:: WORK REQUEST ::
Print nothing except the lines of the listing below from the line with "holidays_observed += week.holidays_in_week.len();" to the line with "unreliable operations (flaky", each exactly as written, both ends included.
· · · · ·
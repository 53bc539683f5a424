use anyhow::Context;
use clap::Parser;
use tracing::warn;

use huddle_schedule::{RosterConfig, ScheduleStore};

mod cli;

fn main() {
    if let Err(error) = run() {
        eprintln!("huddle error: {error:#}");
        std::process::exit(1);
    }
}

fn run() -> anyhow::Result<()> {
    let cli = cli::Cli::parse();
    init_tracing(cli.quiet, cli.verbose)?;

    let config = RosterConfig::load(cli.config.as_deref())
        .context("failed to load roster configuration")?;

    if matches!(cli.command, cli::Commands::Check) {
        return cli::commands::check(&config);
    }

    if let Err(errors) = config.validate() {
        for error in &errors {
            warn!(kind = ?error.kind, "{}", error.message);
        }
    }

    let mut store = ScheduleStore::from_config(&config).context("failed to generate roster")?;
    for edit in &cli.edits {
        edit.apply(&mut store)
            .with_context(|| format!("failed to apply edit '{edit}'"))?;
    }

    let locale = cli.locale.unwrap_or(config.output.locale);
    cli::commands::dispatch(&cli.command, &store, &config, locale)
}

fn init_tracing(quiet: bool, verbose: bool) -> anyhow::Result<()> {
    let level = if quiet {
        "error"
    } else if verbose {
        "debug"
    } else {
        "warn"
    };

    let filter = tracing_subscriber::EnvFilter::try_from_env("HUDDLE_LOG")
        .unwrap_or_else(|_| tracing_subscriber::EnvFilter::new(level));

    tracing_subscriber::fmt()
        .with_env_filter(filter)
        .with_writer(std::io::stderr)
        .try_init()
        .map_err(|error| anyhow::anyhow!("failed to initialize tracing subscriber: {error}"))?;

    Ok(())
}
//! Command-line surface.

pub mod commands;
mod edit;

use clap::{Parser, Subcommand};
use std::path::PathBuf;

use huddle_schedule::format::Locale;

pub use edit::Edit;

#[derive(Debug, Parser)]
#[command(
    name = "huddle",
    version,
    about = "Weekly Lead/Co-Lead rotation roster",
    long_about = "Generates the weekly Lead/Co-Lead roster, applies session edits, \
                  and prints, searches or exports it."
)]
pub struct Cli {
    /// TOML file merged over the bundled roster
    #[arg(long, global = true, value_name = "PATH")]
    pub config: Option<PathBuf>,

    /// Date display locale (th or en); defaults to output.locale
    #[arg(long, global = true)]
    pub locale: Option<Locale>,

    /// Edit applied before the command, in order. Repeatable.
    ///
    /// swap:<weekA>:<weekB>:<lead|colead|both>,
    /// add-holiday:<week>:<YYYY-MM-DD>:<name>,
    /// remove-holiday:<week>:<index>
    #[arg(long = "edit", global = true, value_name = "EDIT")]
    pub edits: Vec<Edit>,

    /// Only log errors
    #[arg(short, long, global = true, conflicts_with = "verbose")]
    pub quiet: bool,

    /// Log debug output
    #[arg(short, long, global = true)]
    pub verbose: bool,

    #[command(subcommand)]
    pub command: Commands,
}

#[derive(Debug, Subcommand)]
pub enum Commands {
    /// Print every week
    List {
        /// Case-insensitive filter on names and departments
        #[arg(long)]
        search: Option<String>,
        /// Only weeks where this employee ID serves
        #[arg(long, value_name = "ID")]
        employee: Option<String>,
        /// Print JSON instead of a table
        #[arg(long)]
        json: bool,
    },
    /// Print weeks grouped by month
    Months {
        /// Case-insensitive filter on names and departments
        #[arg(long)]
        search: Option<String>,
    },
    /// Print the week containing a date (default: today)
    Current {
        /// Date to look up (YYYY-MM-DD)
        #[arg(long)]
        date: Option<chrono::NaiveDate>,
    },
    /// Print roster totals
    Summary,
    /// Write the roster as CSV
    Export {
        /// Output path; '-' for stdout. Defaults to output.export_file
        #[arg(short, long)]
        output: Option<PathBuf>,
        /// Omit the UTF-8 byte-order mark
        #[arg(long)]
        no_bom: bool,
    },
    /// Validate the configuration and exit
    Check,
}

#[cfg(test)]
mod tests {
    use super::*;
    use clap::CommandFactory;
    use huddle_schedule::SwapScope;

    #[test]
    fn test_cli_definition_is_consistent() {
        Cli::command().debug_assert();
    }

    #[test]
    fn test_parse_edits_and_globals() {
        let cli = Cli::parse_from([
            "huddle",
            "--locale",
            "en",
            "export",
            "--edit",
            "swap:1:2:both",
            "--edit",
            "remove-holiday:11:0",
            "--no-bom",
        ]);
        assert_eq!(cli.locale, Some(Locale::English));
        assert_eq!(
            cli.edits,
            vec![
                Edit::Swap {
                    week_a: 1,
                    week_b: 2,
                    scope: SwapScope::Both
                },
                Edit::RemoveHoliday { week: 11, index: 0 },
            ]
        );
        assert!(matches!(cli.command, Commands::Export { no_bom: true, .. }));
    }
}
//! Roster overview metrics.
//!
//! | Metric | Definition |
//! |--------|-----------|
//! | Active weeks | Number of weekly slots |
//! | Total assignments | Two per week (Lead + Co-Lead) |
//! | Holidays observed | Holidays falling inside some week |
//! | Working days | Sum of working days across weeks |
//! | Duty counts | Per-employee Lead / Co-Lead tallies |

use serde::Serialize;
use std::collections::BTreeMap;

use crate::models::WeeklySchedule;

/// How often one employee serves.
#[derive(Debug, Clone, Copy, Default, PartialEq, Eq, Serialize)]
pub struct DutyCount {
    /// Weeks as Lead.
    pub lead: usize,
    /// Weeks as Co-Lead.
    pub co_lead: usize,
}

/// Roster overview.
#[derive(Debug, Clone, PartialEq, Eq, Serialize)]
pub struct RosterSummary {
    /// Number of weeks.
    pub active_weeks: usize,
    /// Lead and Co-Lead slots combined.
    pub total_assignments: usize,
    /// Holidays inside the roster's weeks.
    pub holidays_observed: usize,
    /// Working days across all weeks.
    pub working_days: usize,
    /// Duty counts keyed by employee ID.
    pub duty_counts: BTreeMap<String, DutyCount>,
}

impl DutyCount {
    /// Total weeks served in either role.
    pub fn total(&self) -> usize {
        self.lead + self.co_lead
    }
}

impl RosterSummary {
    /// Computes the overview of a roster.
    pub fn calculate<'a>(weeks: impl IntoIterator<Item = &'a WeeklySchedule>) -> Self {
        let mut active_weeks = 0;
        let mut holidays_observed = 0;
        let mut working_days = 0;
        let mut duty_counts: BTreeMap<String, DutyCount> = BTreeMap::new();

        for week in weeks {
            active_weeks += 1;
            holidays_observed += week.holidays_in_week.len();
            working_days += week.working_days.len();
            duty_counts.entry(week.lead.id.clone()).or_default().lead += 1;
            duty_counts.entry(week.co_lead.id.clone()).or_default().co_lead += 1;
        }

        Self {
            active_weeks,
            total_assignments: active_weeks * 2,
            holidays_observed,
            working_days,
            duty_counts,
        }
    }

    /// Duty count for one employee (zero if never assigned).
    pub fn duties_of(&self, employee_id: &str) -> DutyCount {
        self.duty_counts.get(employee_id).copied().unwrap_or_default()
    }

    /// Employees serving the most weeks, with that count.
    pub fn busiest(&self) -> Option<(usize, Vec<&str>)> {
        let max = self.duty_counts.values().map(DutyCount::total).max()?;
        let ids = self
            .duty_counts
            .iter()
            .filter(|(_, c)| c.total() == max)
            .map(|(id, _)| id.as_str())
            .collect();
        Some((max, ids))
    }
}
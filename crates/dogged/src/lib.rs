#![deny(unsafe_code)]
#![warn(missing_docs)]

//! Bounded, fixed-delay retry execution for fallible operations.
//!
//! `dogged` re-invokes a unit of work that may fail, waiting a fixed delay
//! between attempts, until it succeeds or its attempt budget runs out. It is
//! aimed at scripts and automation that call unreliable operations (flaky
//! I/O, network calls) and want declarative retry behavior instead of a
//! hand-written loop.
//!
//! # Key Types
//!
//! - [`RetryPolicy`](policy::RetryPolicy) - attempt budget, delay, retryable kinds
//! - [`RetryExecutor`](executor::RetryExecutor) - the retry loop and its hooks
//! - [`ErrorKind`](kind::ErrorKind) / [`Classify`](kind::Classify) - failure classification
//! - [`RetryError`](error::RetryError) - terminal outcomes
//!
//! # Design Philosophy
//!
//! One synchronous control-flow loop with a few configuration knobs. No
//! backoff curves, no jitter, no circuit breaking, no shared state: every
//! `execute` call owns its attempt counter and blocks its own thread,
//! including during delays. Selective retry is a set-membership test over
//! kind tags, so an error the policy was never going to retry short-circuits
//! on the first attempt with the original error intact.
//!
//! Progress is reported through [`tracing`]: a warning per failed attempt
//! (with the wait ahead), an error on exhaustion, and nothing that affects
//! control flow.
//!
//! # Examples
//!
//! ```rust
//! use dogged::prelude::*;
//! use std::time::Duration;
//!
//! let policy = RetryPolicy::new()
//!     .with_max_retries(5)
//!     .with_delay(Duration::from_secs(1))
//!     .retry_on_kind(ErrorKind::TIMEOUT);
//!
//! let mut executor = RetryExecutor::new(policy)
//!     .on_finally(|attempt| println!("attempt {attempt} finished"));
//!
//! let value = executor.execute(|| Ok::<_, std::io::Error>("stable"))?;
//! assert_eq!(value, "stable");
//! # Ok::<(), dogged::error::RetryError<std::io::Error>>(())
//! ```

pub mod error;
pub mod executor;
pub mod kind;
pub mod policy;
pub mod sleep;

/// Convenient re-exports of commonly used items.
///
/// Import everything needed for typical use with:
///
/// ```rust
/// use dogged::prelude::*;
/// ```
pub mod prelude {
    pub use crate::error::{ConfigError, RetryError};
    pub use crate::executor::{RetryExecutor, retry};
    pub use crate::kind::{Classify, ErrorKind};
    pub use crate::policy::RetryPolicy;
    pub use crate::sleep::{Sleeper, ThreadSleeper};
}
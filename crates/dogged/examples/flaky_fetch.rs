//! Example: retrying a flaky operation with hooks and kind filtering
//!
//! This example demonstrates:
//! 1. Simple retry of an operation that fails a few times before succeeding
//! 2. Selective retry (only timeout-kind failures are retried)
//! 3. Fail-fast policy validation
//!
//! Run with:
//! ```bash
//! cargo run -p dogged --example flaky_fetch
//! ```

use dogged::prelude::*;
use std::error::Error;
use std::sync::Arc;
use std::sync::atomic::{AtomicU32, Ordering};
use std::time::Duration;

/// A simulated fetch that fails the first few times
struct UnreliableSource {
    attempts: Arc<AtomicU32>,
    fail_count: u32,
}

impl UnreliableSource {
    fn new(fail_count: u32) -> Self {
        Self {
            attempts: Arc::new(AtomicU32::new(0)),
            fail_count,
        }
    }

    fn fetch(&self) -> Result<String, std::io::Error> {
        let attempt = self.attempts.fetch_add(1, Ordering::SeqCst);

        if attempt < self.fail_count {
            println!("  attempt {}: FAILED (transient)", attempt + 1);
            Err(std::io::Error::new(
                std::io::ErrorKind::TimedOut,
                format!("timed out on attempt {}", attempt + 1),
            ))
        } else {
            println!("  attempt {}: SUCCESS", attempt + 1);
            Ok("payload".to_string())
        }
    }

    fn total_attempts(&self) -> u32 {
        self.attempts.load(Ordering::SeqCst)
    }
}

/// Example 1: retry until the source recovers
fn example_simple_retry() -> Result<(), Box<dyn Error>> {
    println!("\n=== Example 1: Simple Retry ===\n");

    let source = UnreliableSource::new(2); // fail first 2 attempts

    let mut executor = RetryExecutor::new(
        RetryPolicy::new()
            .with_max_retries(5)
            .with_delay(Duration::from_secs(1)),
    )
    .on_retry(|attempt, err| println!("  -> retrying (attempt {attempt}) after: {err}"))
    .on_finally(|attempt| println!("  -> cleanup for attempt {attempt}"));

    println!("Fetching from an unreliable source (fails twice)...");
    let payload = executor.execute(|| source.fetch())?;

    println!("\nResult: {payload}");
    println!("Total attempts: {}", source.total_attempts());

    Ok(())
}

/// Example 2: only timeout-kind failures are worth retrying
fn example_selective_retry() {
    println!("\n=== Example 2: Selective Retry (timeouts only) ===\n");

    let mut executor = RetryExecutor::new(
        RetryPolicy::new()
            .with_max_retries(5)
            .with_delay(Duration::from_secs(1))
            .retry_on_kind(ErrorKind::TIMEOUT),
    );

    println!("Test 1: permission error (should NOT retry)");
    let result = executor.execute(|| {
        Err::<(), _>(std::io::Error::new(
            std::io::ErrorKind::PermissionDenied,
            "access denied",
        ))
    });
    match result {
        Err(RetryError::Fatal(err)) => println!("  gave up immediately: {err}"),
        other => println!("  unexpected outcome: {other:?}"),
    }

    println!("\nTest 2: timeout error (should retry until exhaustion)");
    let attempts = AtomicU32::new(0);
    let result: Result<(), _> = executor.execute(|| {
        attempts.fetch_add(1, Ordering::SeqCst);
        Err(std::io::Error::new(std::io::ErrorKind::TimedOut, "slow mirror"))
    });
    match result {
        Err(err) if err.is_exhausted() => {
            println!("  exhausted after {} attempts: {err}", attempts.load(Ordering::SeqCst));
        }
        other => println!("  unexpected outcome: {other:?}"),
    }
}

/// Example 3: out-of-range policies are rejected before any work runs
fn example_validation() {
    println!("\n=== Example 3: Policy Validation ===\n");

    let result = retry(RetryPolicy::new().with_max_retries(0), || {
        println!("  this work never runs");
        Ok::<_, std::io::Error>(())
    });

    match result {
        Err(RetryError::Config(err)) => println!("rejected up front: {err}"),
        other => println!("unexpected outcome: {other:?}"),
    }
}

fn main() -> Result<(), Box<dyn Error>> {
    // Surface the executor's progress notifications.
    tracing_subscriber::fmt()
        .with_max_level(tracing::Level::DEBUG)
        .init();

    example_simple_retry()?;
    example_selective_retry();
    example_validation();

    println!("\nAll examples completed.");
    Ok(())
}
//! Retry policy configuration and validation.

use crate::error::ConfigError;
use crate::kind::ErrorKind;
use serde::{Deserialize, Serialize};
use std::collections::HashSet;
use std::time::Duration;

/// Upper bound on the total attempt budget.
pub const MAX_RETRIES_LIMIT: u32 = 100;

/// Shortest permitted inter-attempt delay.
pub const MIN_DELAY: Duration = Duration::from_secs(1);

/// Longest permitted inter-attempt delay.
pub const MAX_DELAY: Duration = Duration::from_secs(3600);

/// Configuration for one retry run.
///
/// Plain data, so a policy block can live inside a host application's config
/// file and deserialize with defaults for anything omitted:
///
/// ```rust
/// use dogged::policy::RetryPolicy;
///
/// let policy: RetryPolicy = toml::from_str(
///     r#"
///     max_retries = 5
///     retry_on = ["timeout", "connection"]
///     "#,
/// )
/// .unwrap();
///
/// assert_eq!(policy.max_retries, 5);
/// assert_eq!(policy.delay, std::time::Duration::from_secs(1));
/// ```
///
/// # Examples
///
/// ```rust
/// use dogged::kind::ErrorKind;
/// use dogged::policy::RetryPolicy;
/// use std::time::Duration;
///
/// let policy = RetryPolicy::new()
///     .with_max_retries(5)
///     .with_delay(Duration::from_secs(2))
///     .retry_on_kind(ErrorKind::TIMEOUT);
///
/// assert!(policy.validate().is_ok());
/// assert!(policy.is_retryable(&ErrorKind::TIMEOUT));
/// assert!(!policy.is_retryable(&ErrorKind::IO));
/// ```
#[derive(Debug, Clone, PartialEq, Serialize, Deserialize)]
#[serde(default)]
pub struct RetryPolicy {
    /// Inclusive bound on total attempts, within `[1, 100]`.
    ///
    /// A budget of 1 runs the work exactly once with no retry.
    pub max_retries: u32,

    /// Kinds that are worth retrying. Empty means any failure is.
    pub retry_on: HashSet<ErrorKind>,

    /// Fixed wait between attempts, within `[1s, 3600s]`.
    // Last so the serialized form keeps TOML values ahead of the table.
    pub delay: Duration,
}

impl Default for RetryPolicy {
    fn default() -> Self {
        Self {
            max_retries: 3,
            retry_on: HashSet::new(),
            delay: Duration::from_secs(1),
        }
    }
}

impl RetryPolicy {
    /// Create a policy with the default budget (3 attempts, 1s delay, retry
    /// on any failure).
    pub fn new() -> Self {
        Self::default()
    }

    /// A policy that runs the work exactly once.
    pub fn no_retry() -> Self {
        Self {
            max_retries: 1,
            ..Self::default()
        }
    }

    /// Set the total attempt budget.
    pub fn with_max_retries(mut self, max_retries: u32) -> Self {
        self.max_retries = max_retries;
        self
    }

    /// Set the wait between attempts.
    pub fn with_delay(mut self, delay: Duration) -> Self {
        self.delay = delay;
        self
    }

    /// Restrict retrying to one more kind.
    ///
    /// The first call switches the policy from "retry anything" to selective
    /// retry; later calls widen the set.
    pub fn retry_on_kind(mut self, kind: ErrorKind) -> Self {
        self.retry_on.insert(kind);
        self
    }

    /// Whether a failure of `kind` is worth another attempt under this policy.
    pub fn is_retryable(&self, kind: &ErrorKind) -> bool {
        self.retry_on.is_empty() || self.retry_on.contains(kind)
    }

    /// Range-check the policy.
    ///
    /// Deterministic, no side effects. The executor runs this before the
    /// first attempt, so an invalid policy is rejected before any work runs.
    pub fn validate(&self) -> Result<(), ConfigError> {
        if self.max_retries < 1 || self.max_retries > MAX_RETRIES_LIMIT {
            return Err(ConfigError::MaxRetriesOutOfRange(self.max_retries));
        }
        if self.delay < MIN_DELAY || self.delay > MAX_DELAY {
            return Err(ConfigError::DelayOutOfRange(self.delay));
        }
        Ok(())
    }
}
· · · · ·
:: OUTPUT FOR THIS EXERCISE ::
            holidays_observed += week.holidays_in_week.len();
            working_days += week.working_days.len();
            duty_counts.entry(week.lead.id.clone()).or_default().lead += 1;
            duty_counts.entry(week.co_lead.id.clone()).or_default().co_lead += 1;
        }

        Self {
            active_weeks,
            total_assignments: active_weeks * 2,
            holidays_observed,
            working_days,
            duty_counts,
        }
    }

    /// Duty count for one employee (zero if never assigned).
    pub fn duties_of(&self, employee_id: &str) -> DutyCount {
        self.duty_counts.get(employee_id).copied().unwrap_or_default()
    }

    /// Employees serving the most weeks, with that count.
    pub fn busiest(&self) -> Option<(usize, Vec<&str>)> {
        let max = self.duty_counts.values().map(DutyCount::total).max()?;
        let ids = self
            .duty_counts
            .iter()
            .filter(|(_, c)| c.total() == max)
            .map(|(id, _)| id.as_str())
            .collect();
        Some((max, ids))
    }
}
filename crates/dogged/src/lib.rs
#![deny(unsafe_code)]
#![warn(missing_docs)]

//! Bounded, fixed-delay retry execution for fallible operations.
//!
//! `dogged` re-invokes a unit of work that may fail, waiting a fixed delay
//! between attempts, until it succeeds or its attempt budget runs out. It is
//! aimed at scripts and automation that call unreliable operations (flaky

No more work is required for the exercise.